* _PROMPT_
Give again, word for word, each line below starting at the one that contains "in your application" and ending at the one that contains "pub mod parse;".

* _GIVEN INFORMATION_
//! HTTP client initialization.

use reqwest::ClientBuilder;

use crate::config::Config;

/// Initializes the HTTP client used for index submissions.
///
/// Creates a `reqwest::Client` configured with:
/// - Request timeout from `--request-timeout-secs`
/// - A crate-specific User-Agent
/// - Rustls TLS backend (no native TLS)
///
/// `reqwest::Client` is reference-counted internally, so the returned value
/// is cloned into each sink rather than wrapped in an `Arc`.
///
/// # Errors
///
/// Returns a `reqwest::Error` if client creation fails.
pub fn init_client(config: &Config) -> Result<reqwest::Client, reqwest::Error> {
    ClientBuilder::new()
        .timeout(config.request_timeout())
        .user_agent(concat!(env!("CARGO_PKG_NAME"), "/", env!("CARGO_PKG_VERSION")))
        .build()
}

==

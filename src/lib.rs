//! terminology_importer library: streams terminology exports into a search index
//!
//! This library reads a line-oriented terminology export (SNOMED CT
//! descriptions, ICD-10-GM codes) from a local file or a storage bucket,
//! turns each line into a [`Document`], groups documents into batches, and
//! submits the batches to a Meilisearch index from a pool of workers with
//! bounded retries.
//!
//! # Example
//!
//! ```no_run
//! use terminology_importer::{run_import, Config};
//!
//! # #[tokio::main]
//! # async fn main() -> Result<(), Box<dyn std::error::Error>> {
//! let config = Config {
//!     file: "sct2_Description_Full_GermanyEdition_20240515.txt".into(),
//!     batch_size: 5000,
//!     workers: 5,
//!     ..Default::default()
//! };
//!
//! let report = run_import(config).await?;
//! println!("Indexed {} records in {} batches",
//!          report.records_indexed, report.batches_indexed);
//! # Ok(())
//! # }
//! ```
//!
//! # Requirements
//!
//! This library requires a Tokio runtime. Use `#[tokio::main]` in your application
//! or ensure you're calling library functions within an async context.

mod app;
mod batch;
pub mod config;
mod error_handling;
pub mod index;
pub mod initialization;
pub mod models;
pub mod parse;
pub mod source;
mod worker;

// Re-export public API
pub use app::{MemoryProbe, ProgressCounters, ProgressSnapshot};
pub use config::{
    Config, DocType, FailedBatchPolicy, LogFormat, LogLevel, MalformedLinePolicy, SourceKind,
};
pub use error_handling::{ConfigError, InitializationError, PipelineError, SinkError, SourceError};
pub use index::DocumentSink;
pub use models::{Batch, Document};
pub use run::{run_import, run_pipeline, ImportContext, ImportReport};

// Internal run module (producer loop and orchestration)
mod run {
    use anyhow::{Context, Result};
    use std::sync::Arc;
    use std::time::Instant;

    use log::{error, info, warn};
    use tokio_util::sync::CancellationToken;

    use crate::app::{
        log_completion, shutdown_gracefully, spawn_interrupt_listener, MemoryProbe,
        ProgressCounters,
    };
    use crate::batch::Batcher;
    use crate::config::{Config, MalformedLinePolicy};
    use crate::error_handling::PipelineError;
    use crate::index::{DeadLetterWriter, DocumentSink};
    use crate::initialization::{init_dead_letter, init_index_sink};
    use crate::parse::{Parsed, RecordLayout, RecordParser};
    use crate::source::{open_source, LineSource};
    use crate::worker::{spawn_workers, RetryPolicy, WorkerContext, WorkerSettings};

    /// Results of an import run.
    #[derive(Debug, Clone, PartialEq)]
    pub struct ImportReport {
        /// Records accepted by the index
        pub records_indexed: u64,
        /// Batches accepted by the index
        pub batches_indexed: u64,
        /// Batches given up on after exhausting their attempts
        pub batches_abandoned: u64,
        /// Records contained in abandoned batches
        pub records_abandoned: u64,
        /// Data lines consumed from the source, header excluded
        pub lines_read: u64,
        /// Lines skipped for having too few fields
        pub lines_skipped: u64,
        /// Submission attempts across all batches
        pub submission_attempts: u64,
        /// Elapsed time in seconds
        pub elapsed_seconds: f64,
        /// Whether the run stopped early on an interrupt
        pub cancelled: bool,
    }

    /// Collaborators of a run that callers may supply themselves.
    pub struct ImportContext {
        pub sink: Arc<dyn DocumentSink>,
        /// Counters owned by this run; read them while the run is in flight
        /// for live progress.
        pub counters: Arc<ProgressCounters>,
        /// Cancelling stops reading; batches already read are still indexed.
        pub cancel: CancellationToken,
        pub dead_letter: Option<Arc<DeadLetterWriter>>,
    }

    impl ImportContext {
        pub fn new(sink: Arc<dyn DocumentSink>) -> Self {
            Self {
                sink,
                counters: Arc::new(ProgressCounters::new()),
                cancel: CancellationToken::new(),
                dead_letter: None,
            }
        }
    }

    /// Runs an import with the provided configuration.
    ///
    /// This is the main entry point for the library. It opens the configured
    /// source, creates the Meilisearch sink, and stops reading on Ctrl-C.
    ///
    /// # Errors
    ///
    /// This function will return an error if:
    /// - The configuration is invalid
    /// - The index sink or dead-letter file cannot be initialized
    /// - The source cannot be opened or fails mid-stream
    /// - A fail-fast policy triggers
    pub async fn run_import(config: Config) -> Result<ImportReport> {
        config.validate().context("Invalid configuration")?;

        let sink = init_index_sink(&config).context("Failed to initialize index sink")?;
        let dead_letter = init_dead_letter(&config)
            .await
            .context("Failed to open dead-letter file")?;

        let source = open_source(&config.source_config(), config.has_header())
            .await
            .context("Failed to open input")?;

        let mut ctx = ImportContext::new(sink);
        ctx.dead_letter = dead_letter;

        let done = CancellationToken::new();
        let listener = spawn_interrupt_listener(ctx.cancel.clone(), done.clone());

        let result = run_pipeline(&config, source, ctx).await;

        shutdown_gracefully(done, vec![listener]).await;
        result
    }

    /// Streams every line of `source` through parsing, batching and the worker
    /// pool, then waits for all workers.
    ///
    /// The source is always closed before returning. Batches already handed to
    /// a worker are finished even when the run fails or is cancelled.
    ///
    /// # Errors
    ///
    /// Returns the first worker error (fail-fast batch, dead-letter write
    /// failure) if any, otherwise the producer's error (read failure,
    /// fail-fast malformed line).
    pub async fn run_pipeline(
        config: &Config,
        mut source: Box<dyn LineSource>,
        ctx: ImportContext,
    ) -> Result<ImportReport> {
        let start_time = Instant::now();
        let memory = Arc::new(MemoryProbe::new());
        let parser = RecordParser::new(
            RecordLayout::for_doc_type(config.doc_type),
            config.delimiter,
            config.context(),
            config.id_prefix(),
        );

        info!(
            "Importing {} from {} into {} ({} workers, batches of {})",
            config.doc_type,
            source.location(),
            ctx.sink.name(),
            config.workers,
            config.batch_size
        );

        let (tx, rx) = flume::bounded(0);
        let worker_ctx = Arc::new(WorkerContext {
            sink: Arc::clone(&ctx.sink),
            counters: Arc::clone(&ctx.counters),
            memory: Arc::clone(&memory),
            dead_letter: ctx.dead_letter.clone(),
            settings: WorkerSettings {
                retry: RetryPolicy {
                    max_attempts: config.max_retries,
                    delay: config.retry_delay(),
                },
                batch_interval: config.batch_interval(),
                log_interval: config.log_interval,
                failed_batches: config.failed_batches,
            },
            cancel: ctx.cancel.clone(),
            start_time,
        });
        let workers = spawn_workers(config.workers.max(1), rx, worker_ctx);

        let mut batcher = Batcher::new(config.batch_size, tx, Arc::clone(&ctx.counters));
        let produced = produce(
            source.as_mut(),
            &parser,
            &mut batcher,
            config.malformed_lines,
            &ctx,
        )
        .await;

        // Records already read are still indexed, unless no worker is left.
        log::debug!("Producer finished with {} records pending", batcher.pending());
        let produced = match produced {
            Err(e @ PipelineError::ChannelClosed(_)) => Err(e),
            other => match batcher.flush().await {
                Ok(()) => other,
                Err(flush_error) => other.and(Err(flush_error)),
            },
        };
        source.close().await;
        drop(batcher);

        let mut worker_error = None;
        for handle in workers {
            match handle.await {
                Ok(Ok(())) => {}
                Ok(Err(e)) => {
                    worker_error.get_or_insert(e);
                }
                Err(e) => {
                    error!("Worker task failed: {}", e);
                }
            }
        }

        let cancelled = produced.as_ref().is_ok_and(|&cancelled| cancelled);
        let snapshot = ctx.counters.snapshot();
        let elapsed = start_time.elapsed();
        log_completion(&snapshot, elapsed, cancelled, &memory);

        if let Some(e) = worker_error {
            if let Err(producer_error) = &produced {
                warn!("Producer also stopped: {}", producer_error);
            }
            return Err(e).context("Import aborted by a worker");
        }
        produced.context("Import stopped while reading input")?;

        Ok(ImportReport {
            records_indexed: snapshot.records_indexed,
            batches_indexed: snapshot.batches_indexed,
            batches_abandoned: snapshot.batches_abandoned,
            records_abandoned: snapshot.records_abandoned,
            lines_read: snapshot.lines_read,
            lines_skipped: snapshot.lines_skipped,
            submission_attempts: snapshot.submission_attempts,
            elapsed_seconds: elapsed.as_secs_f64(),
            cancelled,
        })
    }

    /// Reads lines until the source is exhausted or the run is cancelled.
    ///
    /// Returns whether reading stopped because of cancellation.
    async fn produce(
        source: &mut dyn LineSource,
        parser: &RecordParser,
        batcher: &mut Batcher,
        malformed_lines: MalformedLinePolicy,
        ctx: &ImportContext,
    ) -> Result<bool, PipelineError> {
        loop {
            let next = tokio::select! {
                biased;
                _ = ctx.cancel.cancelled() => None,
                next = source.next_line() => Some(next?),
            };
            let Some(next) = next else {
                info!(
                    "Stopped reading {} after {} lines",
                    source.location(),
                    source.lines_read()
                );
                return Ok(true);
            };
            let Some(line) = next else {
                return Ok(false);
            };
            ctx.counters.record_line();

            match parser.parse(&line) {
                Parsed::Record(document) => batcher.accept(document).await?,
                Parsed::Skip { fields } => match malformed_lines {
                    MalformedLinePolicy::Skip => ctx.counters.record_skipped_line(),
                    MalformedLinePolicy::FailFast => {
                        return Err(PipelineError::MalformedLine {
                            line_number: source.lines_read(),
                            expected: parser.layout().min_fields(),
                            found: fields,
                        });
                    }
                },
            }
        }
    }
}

* _SOLUTION TO THE PROBLEM_
//! This library requires a Tokio runtime. Use `#[tokio::main]` in your application
//! or ensure you're calling library functions within an async context.

mod app;
mod batch;
pub mod config;
mod error_handling;
pub mod index;
pub mod initialization;
pub mod models;
pub mod parse;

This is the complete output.